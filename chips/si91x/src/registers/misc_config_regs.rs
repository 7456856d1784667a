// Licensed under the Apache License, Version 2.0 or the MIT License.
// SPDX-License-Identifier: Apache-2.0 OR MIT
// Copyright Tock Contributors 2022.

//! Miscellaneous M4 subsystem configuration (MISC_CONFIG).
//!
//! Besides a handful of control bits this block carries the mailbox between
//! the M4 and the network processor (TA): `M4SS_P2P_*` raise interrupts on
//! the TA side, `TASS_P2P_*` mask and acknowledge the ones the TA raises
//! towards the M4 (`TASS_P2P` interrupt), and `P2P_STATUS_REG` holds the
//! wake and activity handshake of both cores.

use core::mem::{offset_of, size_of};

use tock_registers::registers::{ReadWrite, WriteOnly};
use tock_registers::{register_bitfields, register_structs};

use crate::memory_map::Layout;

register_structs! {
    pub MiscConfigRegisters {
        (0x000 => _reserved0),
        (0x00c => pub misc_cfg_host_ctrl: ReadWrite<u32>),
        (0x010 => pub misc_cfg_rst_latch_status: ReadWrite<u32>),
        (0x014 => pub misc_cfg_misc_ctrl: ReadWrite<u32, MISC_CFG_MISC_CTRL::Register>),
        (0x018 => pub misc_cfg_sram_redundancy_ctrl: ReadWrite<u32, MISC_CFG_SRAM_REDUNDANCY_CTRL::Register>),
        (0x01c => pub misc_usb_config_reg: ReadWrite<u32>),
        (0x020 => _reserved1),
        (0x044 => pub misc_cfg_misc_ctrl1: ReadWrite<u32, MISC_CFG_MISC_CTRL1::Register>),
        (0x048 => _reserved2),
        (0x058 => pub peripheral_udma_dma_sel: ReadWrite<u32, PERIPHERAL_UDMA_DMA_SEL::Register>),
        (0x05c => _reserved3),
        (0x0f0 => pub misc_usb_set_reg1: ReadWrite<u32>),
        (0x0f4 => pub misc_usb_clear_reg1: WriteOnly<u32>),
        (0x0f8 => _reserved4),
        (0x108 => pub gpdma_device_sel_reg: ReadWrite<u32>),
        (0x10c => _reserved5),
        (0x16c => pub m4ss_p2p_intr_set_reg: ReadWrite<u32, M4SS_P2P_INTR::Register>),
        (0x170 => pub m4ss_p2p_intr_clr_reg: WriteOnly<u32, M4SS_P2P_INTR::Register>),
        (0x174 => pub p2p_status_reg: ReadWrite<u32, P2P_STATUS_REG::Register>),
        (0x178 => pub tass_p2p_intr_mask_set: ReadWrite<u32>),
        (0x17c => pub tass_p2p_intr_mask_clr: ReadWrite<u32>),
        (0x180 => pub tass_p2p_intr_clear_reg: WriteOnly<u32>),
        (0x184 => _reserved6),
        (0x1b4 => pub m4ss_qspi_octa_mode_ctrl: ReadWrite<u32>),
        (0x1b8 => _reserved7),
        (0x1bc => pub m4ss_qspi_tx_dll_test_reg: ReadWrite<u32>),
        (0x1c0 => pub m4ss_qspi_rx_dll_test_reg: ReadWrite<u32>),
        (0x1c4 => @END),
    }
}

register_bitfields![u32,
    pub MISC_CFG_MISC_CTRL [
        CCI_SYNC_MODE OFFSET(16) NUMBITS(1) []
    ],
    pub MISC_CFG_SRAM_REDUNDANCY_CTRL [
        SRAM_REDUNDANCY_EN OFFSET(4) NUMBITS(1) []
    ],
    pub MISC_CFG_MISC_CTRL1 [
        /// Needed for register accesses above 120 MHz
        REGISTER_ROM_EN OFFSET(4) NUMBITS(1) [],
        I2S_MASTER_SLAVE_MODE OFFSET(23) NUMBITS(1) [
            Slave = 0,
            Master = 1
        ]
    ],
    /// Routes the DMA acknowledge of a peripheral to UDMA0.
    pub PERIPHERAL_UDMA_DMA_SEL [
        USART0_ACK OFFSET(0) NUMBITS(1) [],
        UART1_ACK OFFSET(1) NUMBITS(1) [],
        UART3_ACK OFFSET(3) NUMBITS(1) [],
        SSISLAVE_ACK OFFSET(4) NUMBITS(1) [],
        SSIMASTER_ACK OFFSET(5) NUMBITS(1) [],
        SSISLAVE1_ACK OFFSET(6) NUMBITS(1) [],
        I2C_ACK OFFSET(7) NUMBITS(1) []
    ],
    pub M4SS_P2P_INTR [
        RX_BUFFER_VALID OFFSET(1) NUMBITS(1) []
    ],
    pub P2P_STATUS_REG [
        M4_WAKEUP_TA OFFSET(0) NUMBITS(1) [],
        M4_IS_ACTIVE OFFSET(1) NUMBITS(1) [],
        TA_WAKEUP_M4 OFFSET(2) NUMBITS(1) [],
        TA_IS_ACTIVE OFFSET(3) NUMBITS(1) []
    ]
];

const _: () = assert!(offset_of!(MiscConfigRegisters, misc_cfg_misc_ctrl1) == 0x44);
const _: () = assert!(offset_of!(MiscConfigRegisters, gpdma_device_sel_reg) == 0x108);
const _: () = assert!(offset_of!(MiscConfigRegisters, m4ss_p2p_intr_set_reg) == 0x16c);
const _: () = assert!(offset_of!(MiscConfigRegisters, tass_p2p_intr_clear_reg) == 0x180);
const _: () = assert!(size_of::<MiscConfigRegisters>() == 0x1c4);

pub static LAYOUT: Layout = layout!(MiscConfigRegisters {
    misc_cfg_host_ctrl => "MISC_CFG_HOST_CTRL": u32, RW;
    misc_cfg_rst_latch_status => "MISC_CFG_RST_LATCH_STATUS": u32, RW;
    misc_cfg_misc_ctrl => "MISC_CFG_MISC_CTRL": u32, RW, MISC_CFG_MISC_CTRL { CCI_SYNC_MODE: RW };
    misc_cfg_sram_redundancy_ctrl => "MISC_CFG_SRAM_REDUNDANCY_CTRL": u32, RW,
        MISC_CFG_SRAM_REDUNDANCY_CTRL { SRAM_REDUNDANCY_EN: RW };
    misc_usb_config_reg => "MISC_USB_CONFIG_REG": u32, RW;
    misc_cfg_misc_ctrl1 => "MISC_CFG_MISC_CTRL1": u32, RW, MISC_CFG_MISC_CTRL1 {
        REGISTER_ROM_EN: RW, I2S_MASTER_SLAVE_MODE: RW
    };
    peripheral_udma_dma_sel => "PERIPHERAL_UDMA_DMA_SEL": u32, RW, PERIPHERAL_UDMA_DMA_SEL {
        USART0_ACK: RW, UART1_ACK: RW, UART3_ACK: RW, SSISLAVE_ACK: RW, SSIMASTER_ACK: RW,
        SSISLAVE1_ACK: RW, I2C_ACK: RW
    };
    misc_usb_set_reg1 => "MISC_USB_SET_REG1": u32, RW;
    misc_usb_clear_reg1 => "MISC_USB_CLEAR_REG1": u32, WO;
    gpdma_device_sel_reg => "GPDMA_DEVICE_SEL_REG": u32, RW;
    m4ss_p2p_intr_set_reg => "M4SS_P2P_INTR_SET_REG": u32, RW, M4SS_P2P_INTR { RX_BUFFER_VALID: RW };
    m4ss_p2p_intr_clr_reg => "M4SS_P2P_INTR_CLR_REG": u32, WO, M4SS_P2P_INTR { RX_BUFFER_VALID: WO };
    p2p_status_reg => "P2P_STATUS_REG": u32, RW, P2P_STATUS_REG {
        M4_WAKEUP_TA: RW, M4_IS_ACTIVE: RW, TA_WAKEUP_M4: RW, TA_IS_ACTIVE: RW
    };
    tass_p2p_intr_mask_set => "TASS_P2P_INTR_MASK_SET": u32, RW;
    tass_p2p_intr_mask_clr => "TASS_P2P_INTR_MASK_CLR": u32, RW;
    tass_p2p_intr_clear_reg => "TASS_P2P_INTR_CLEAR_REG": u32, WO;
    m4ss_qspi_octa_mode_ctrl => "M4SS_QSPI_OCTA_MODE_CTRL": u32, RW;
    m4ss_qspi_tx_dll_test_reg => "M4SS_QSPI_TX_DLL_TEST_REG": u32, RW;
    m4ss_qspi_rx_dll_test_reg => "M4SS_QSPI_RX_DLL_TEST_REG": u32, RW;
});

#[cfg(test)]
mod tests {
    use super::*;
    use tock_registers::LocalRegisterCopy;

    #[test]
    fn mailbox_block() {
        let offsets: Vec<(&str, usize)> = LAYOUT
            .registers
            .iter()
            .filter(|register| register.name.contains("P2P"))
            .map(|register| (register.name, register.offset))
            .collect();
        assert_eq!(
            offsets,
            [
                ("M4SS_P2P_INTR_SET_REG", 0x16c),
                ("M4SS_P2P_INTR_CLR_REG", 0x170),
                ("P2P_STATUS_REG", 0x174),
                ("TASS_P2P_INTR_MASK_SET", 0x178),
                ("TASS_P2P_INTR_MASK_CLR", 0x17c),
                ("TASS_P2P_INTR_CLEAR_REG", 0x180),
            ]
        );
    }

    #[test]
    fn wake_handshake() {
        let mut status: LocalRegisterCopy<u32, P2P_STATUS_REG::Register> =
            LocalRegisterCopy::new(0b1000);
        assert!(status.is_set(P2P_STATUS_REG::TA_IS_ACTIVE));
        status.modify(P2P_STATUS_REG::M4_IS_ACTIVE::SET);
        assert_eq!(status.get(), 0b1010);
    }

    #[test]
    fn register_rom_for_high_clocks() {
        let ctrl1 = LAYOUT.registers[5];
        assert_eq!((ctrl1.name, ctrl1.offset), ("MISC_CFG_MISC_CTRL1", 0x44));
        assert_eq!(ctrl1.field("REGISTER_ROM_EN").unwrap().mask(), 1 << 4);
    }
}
• • • •
*PROBLEM TO WORK ON*.
Check each line of the records for the word "acknowledge", and show the lines that contain it.

*PROBLEM SOLUTION*.
//! the TA side, `TASS_P2P_*` mask and acknowledge the ones the TA raises
    /// Routes the DMA acknowledge of a peripheral to UDMA0.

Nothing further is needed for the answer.